Building a Healthy School Lunch: How to Explain Food to a 5 Year Old
What your child learns about food begins with you.
Whether you know it or not, as a parent, you are always educating your child about food. This is especially true during the first decade of a child’s life.
- Taste is an individual matter; at the same time, you are developing and refining your child’s palate.
- Food, whether fermented or full of starches and high fructose corn syrup, is constructing the inner ecology of your child’s gut.
- Keep in mind that children typically have a strong sweet tooth and will naturally enjoy sweet foods. Offer alternatives to the processed food that most children on the Standard American Diet consume.
- These foods come from factory farm animals.
- Much of cafeteria food is not only full of hidden sugars, but often these sugars come in incredibly dangerous forms, such as high fructose corn syrup (HFCS).
- The food provided at many schools is typically processed with, cooked in, or filled with toxic, refined vegetable and seed oils. This means oils like corn oil, canola oil, soy oil, safflower oil, and vegetable oil.
How to Explain Food to a 5 Year Old
Explaining the differences between traditional, whole foods and factory foods usually does not make sense in the mind of a five year old. Try these techniques:
- Use visual tools as much as possible: Purchase a standard factory farm stick of butter and compare it to the golden yellow butter made from the cream of a pastured cow. Or crack open an egg from an industrial chicken and one from a free-range chicken. Compare together the strength of the shell and color of the egg yolk. Explain how the bright sun and green grass produce a beautiful golden color.
- Take field trips: Visit small, family farms together whenever possible. Compare these farms to photos of animals raised in factory farms.
- Taste is another tool: Cooking food in coconut oil or ghee tastes better, and these fats are also stable under high temperatures. When cooking with your child, explain these benefits.
- Science in the kitchen: Fermenting foods is a great way to introduce your child to the microorganisms living in the gut.
- Learn with the body: If your child eats a sugar-heavy food, there can be mood swings, tantrums, a runny nose, or even a rash. Talk about these changes in the body and how much the body relies on healthy foods for stability.

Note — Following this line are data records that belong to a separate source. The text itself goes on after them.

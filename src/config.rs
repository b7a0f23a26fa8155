use anyhow::{anyhow, Result};
use serde::Deserialize;
use std::collections::HashMap;
use std::path::{Path, PathBuf};
use std::time::Duration;

use crate::overlay::{parse_hex_color, CategoryStyle, PrimitiveBuilder};
use crate::retry::RetryPolicy;
use crate::video::{FfmpegSettings, PipelineOptions, DEFAULT_OUTPUT_SUFFIX, DEFAULT_PROGRESS_EVERY};

const DEFAULT_INPUT_DIR: &str = "input_video";
const DEFAULT_OUTPUT_DIR: &str = "output_video";
const DEFAULT_ERROR_LOG: &str = "error_log.txt";
const DEFAULT_POP: &str = "person";
const MAX_CRF: u8 = 51;

pub const CONFIG_ENV: &str = "EYEPOP_OVERLAY_CONFIG";

#[derive(Debug, Deserialize, Default)]
struct OverlayConfigFile {
    input_dir: Option<PathBuf>,
    output_dir: Option<PathBuf>,
    output_suffix: Option<String>,
    scratch_dir: Option<PathBuf>,
    font_path: Option<PathBuf>,
    pop: Option<String>,
    error_log: Option<PathBuf>,
    progress_every: Option<usize>,
    ffmpeg: Option<FfmpegConfigFile>,
    retry: Option<RetryConfigFile>,
    style: Option<StyleConfigFile>,
}

#[derive(Debug, Deserialize, Default)]
struct FfmpegConfigFile {
    ffmpeg: Option<PathBuf>,
    ffprobe: Option<PathBuf>,
    crf: Option<u8>,
    preset: Option<String>,
}

#[derive(Debug, Deserialize, Default)]
struct RetryConfigFile {
    max_attempts: Option<u32>,
    backoff_ms: Option<u64>,
}

#[derive(Debug, Deserialize, Default)]
struct StyleConfigFile {
    /// Category -> `#rrggbb` / `#rrggbbaa`, merged over the built-in table.
    colors: Option<HashMap<String, String>>,
    default_color: Option<String>,
    spine_categories: Option<Vec<String>>,
    pose_categories: Option<Vec<String>>,
    keypoint_radius: Option<f32>,
    max_depth: Option<usize>,
}

#[derive(Debug, Clone)]
pub struct OverlayConfig {
    pub input_dir: PathBuf,
    pub output_dir: PathBuf,
    pub output_suffix: String,
    pub scratch_dir: Option<PathBuf>,
    pub font_path: Option<PathBuf>,
    /// Preset name or path to a pop definition file.
    pub pop: String,
    pub error_log: PathBuf,
    pub progress_every: usize,
    pub ffmpeg: FfmpegSettings,
    pub retry: RetryPolicy,
    pub style: CategoryStyle,
}

impl OverlayConfig {
    /// Config from the file named by `EYEPOP_OVERLAY_CONFIG` (if any), then
    /// environment overrides, then validation.
    pub fn load() -> Result<Self> {
        Self::load_from(None)
    }

    /// Like `load`, with an explicit file taking precedence over the env var.
    pub fn load_from(path: Option<&Path>) -> Result<Self> {
        let env_path = std::env::var(CONFIG_ENV)
            .ok()
            .filter(|p| !p.trim().is_empty())
            .map(PathBuf::from);
        let file_cfg = match path.map(Path::to_path_buf).or(env_path) {
            Some(path) => Some(read_config_file(&path)?),
            None => None,
        };
        let mut cfg = Self::from_file(file_cfg.unwrap_or_default())?;
        cfg.apply_env()?;
        cfg.validate()?;
        Ok(cfg)
    }

    pub fn primitive_builder(&self) -> PrimitiveBuilder {
        PrimitiveBuilder::new(self.style.clone())
    }

    pub fn pipeline_options(&self) -> PipelineOptions {
        PipelineOptions {
            scratch_root: self.scratch_dir.clone(),
            progress_every: self.progress_every,
        }
    }

    fn from_file(file: OverlayConfigFile) -> Result<Self> {
        let ffmpeg_file = file.ffmpeg.unwrap_or_default();
        let defaults = FfmpegSettings::default();
        let ffmpeg = FfmpegSettings {
            ffmpeg: ffmpeg_file.ffmpeg.unwrap_or(defaults.ffmpeg),
            ffprobe: ffmpeg_file.ffprobe.unwrap_or(defaults.ffprobe),
            crf: ffmpeg_file.crf.unwrap_or(defaults.crf),
            preset: ffmpeg_file.preset.unwrap_or(defaults.preset),
        };

        let retry_file = file.retry.unwrap_or_default();
        let retry_defaults = RetryPolicy::default();
        let retry = RetryPolicy {
            max_attempts: retry_file
                .max_attempts
                .unwrap_or(retry_defaults.max_attempts),
            backoff_step: retry_file
                .backoff_ms
                .map(Duration::from_millis)
                .unwrap_or(retry_defaults.backoff_step),
        };

        Ok(Self {
            input_dir: file
                .input_dir
                .unwrap_or_else(|| PathBuf::from(DEFAULT_INPUT_DIR)),
            output_dir: file
                .output_dir
                .unwrap_or_else(|| PathBuf::from(DEFAULT_OUTPUT_DIR)),
            output_suffix: file
                .output_suffix
                .unwrap_or_else(|| DEFAULT_OUTPUT_SUFFIX.to_string()),
            scratch_dir: file.scratch_dir,
            font_path: file.font_path,
            pop: file.pop.unwrap_or_else(|| DEFAULT_POP.to_string()),
            error_log: file
                .error_log
                .unwrap_or_else(|| PathBuf::from(DEFAULT_ERROR_LOG)),
            progress_every: file.progress_every.unwrap_or(DEFAULT_PROGRESS_EVERY),
            ffmpeg,
            retry,
            style: style_from_file(file.style.unwrap_or_default())?,
        })
    }

    fn apply_env(&mut self) -> Result<()> {
        if let Some(dir) = env_path("EYEPOP_INPUT_DIR") {
            self.input_dir = dir;
        }
        if let Some(dir) = env_path("EYEPOP_OUTPUT_DIR") {
            self.output_dir = dir;
        }
        if let Some(dir) = env_path("EYEPOP_SCRATCH_DIR") {
            self.scratch_dir = Some(dir);
        }
        if let Some(path) = env_path("EYEPOP_FONT_PATH") {
            self.font_path = Some(path);
        }
        if let Some(path) = env_path("EYEPOP_FFMPEG") {
            self.ffmpeg.ffmpeg = path;
        }
        if let Some(path) = env_path("EYEPOP_FFPROBE") {
            self.ffmpeg.ffprobe = path;
        }
        Ok(())
    }

    fn validate(&self) -> Result<()> {
        if self.ffmpeg.crf > MAX_CRF {
            return Err(anyhow!("ffmpeg.crf must be at most {MAX_CRF}"));
        }
        if self.ffmpeg.preset.trim().is_empty() {
            return Err(anyhow!("ffmpeg.preset must not be empty"));
        }
        if self.retry.max_attempts == 0 {
            return Err(anyhow!("retry.max_attempts must be greater than zero"));
        }
        if self.output_suffix.contains(['/', '\\']) {
            return Err(anyhow!("output_suffix must not contain path separators"));
        }
        if self.output_suffix.is_empty() && self.input_dir == self.output_dir {
            return Err(anyhow!(
                "output_suffix must be set when input and output directories are the same"
            ));
        }
        if !(self.style.keypoint_radius.is_finite() && self.style.keypoint_radius > 0.0) {
            return Err(anyhow!("style.keypoint_radius must be greater than zero"));
        }
        if self.pop.trim().is_empty() {
            return Err(anyhow!("pop must name a preset or a definition file"));
        }
        Ok(())
    }
}

fn style_from_file(file: StyleConfigFile) -> Result<CategoryStyle> {
    let mut style = CategoryStyle::default();
    for (category, hex) in file.colors.unwrap_or_default() {
        let color = parse_hex_color(&hex)
            .map_err(|e| anyhow!("style.colors.{}: {}", category, e))?;
        style.colors.insert(category.trim().to_lowercase(), color);
    }
    if let Some(hex) = file.default_color {
        style.default_color =
            parse_hex_color(&hex).map_err(|e| anyhow!("style.default_color: {}", e))?;
    }
    if let Some(categories) = file.spine_categories {
        style.spine_categories = categories;
    }
    if let Some(categories) = file.pose_categories {
        style.pose_categories = categories;
    }
    if let Some(radius) = file.keypoint_radius {
        style.keypoint_radius = radius;
    }
    if let Some(depth) = file.max_depth {
        style.max_depth = depth;
    }
    Ok(style)
}

fn read_config_file(path: &Path) -> Result<OverlayConfigFile> {
    let raw = std::fs::read_to_string(path)
        .map_err(|e| anyhow!("failed to read config file {}: {}", path.display(), e))?;
    let is_toml = path
        .extension()
        .and_then(|ext| ext.to_str())
        .is_some_and(|ext| ext.eq_ignore_ascii_case("toml"));
    let cfg = if is_toml {
        toml::from_str(&raw).map_err(|e| anyhow!("invalid config file {}: {}", path.display(), e))?
    } else {
        serde_json::from_str(&raw)
            .map_err(|e| anyhow!("invalid config file {}: {}", path.display(), e))?
    };
    Ok(cfg)
}

fn env_path(name: &str) -> Option<PathBuf> {
    std::env::var(name)
        .ok()
        .filter(|value| !value.trim().is_empty())
        .map(PathBuf::from)
}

Preparing a lunchbox full of foods that your child will enjoy is important. Below are some suggestions that may offer a good starting point:
- Use leftovers. Think about what your child enjoys eating while at home or what is usually eaten most during dinner. If the whole family follows healthful eating habits, preparing a nutrient dense lunch will come from whatever is hanging out in the refrigerator and cupboards.
- Follow the 80/20 Body Ecology principle.
- Include a small portion of veggies that are durable even when cooked. Some examples are beet, carrot, cauliflower, peas, and squash. Sauté in coconut oil or ghee. Squeeze a little lime juice over cooked veggies for flavor.
- Vegetables and seaweeds that are fermented with Body Ecology Veggie Culture Starter give your child specific microbes that strengthen the immune system, help with digestion, and help to unlock the nutrients found in food. Try fermenting thinly sliced carrot sticks mixed with hijiki seaweed or making pickles at home with Persian cucumbers.
- Baked or dehydrated kale chips are a crunchy snack and can be sprinkled with healthful salt, like Celtic Sea Salt or pink Himalayan salt.
- Include protein fats: Healthy oils and fats can be a major source of energy for children and adults. They are also filling. Protein fats combine well with fruits and make a great snack.
- If your child tolerates nuts, pack a small handful of nuts with your child’s favorite fruit. Make sure that these nuts are soaked for 12-24 hours. For example, try a few soaked almonds and a small handful of blueberries.
- Homemade raw-milk kefir and yogurt from grass-fed dairy are both versions of incredibly nutrient-dense superfoods. Fermenting dairy unlocks many of these nutrients and gives an extra boost of probiotic power! Fermentation can be done at home with Body Ecology Kefir Starter.
- A sweet fermented coconut pudding can easily be made by blending coconut meat with Stevia Concentrate and the beneficial microflora found in the Kefir Starter.
What to Remember Most About This Article:
What your child learns about food starts with you. Unfortunately, the majority of school lunches today are not healthy since they are full of hidden sugars like high fructose corn syrup.
You can protect your child’s health at home and at school by educating them about healthy food choices using visual tools, field trips, taste testing, and science in the kitchen. Preparing a Body Ecology lunchbox for your child to take to school will protect their health away from home with fermented vegetables, healthy fats, and fermented dairy for a boost of probiotic power!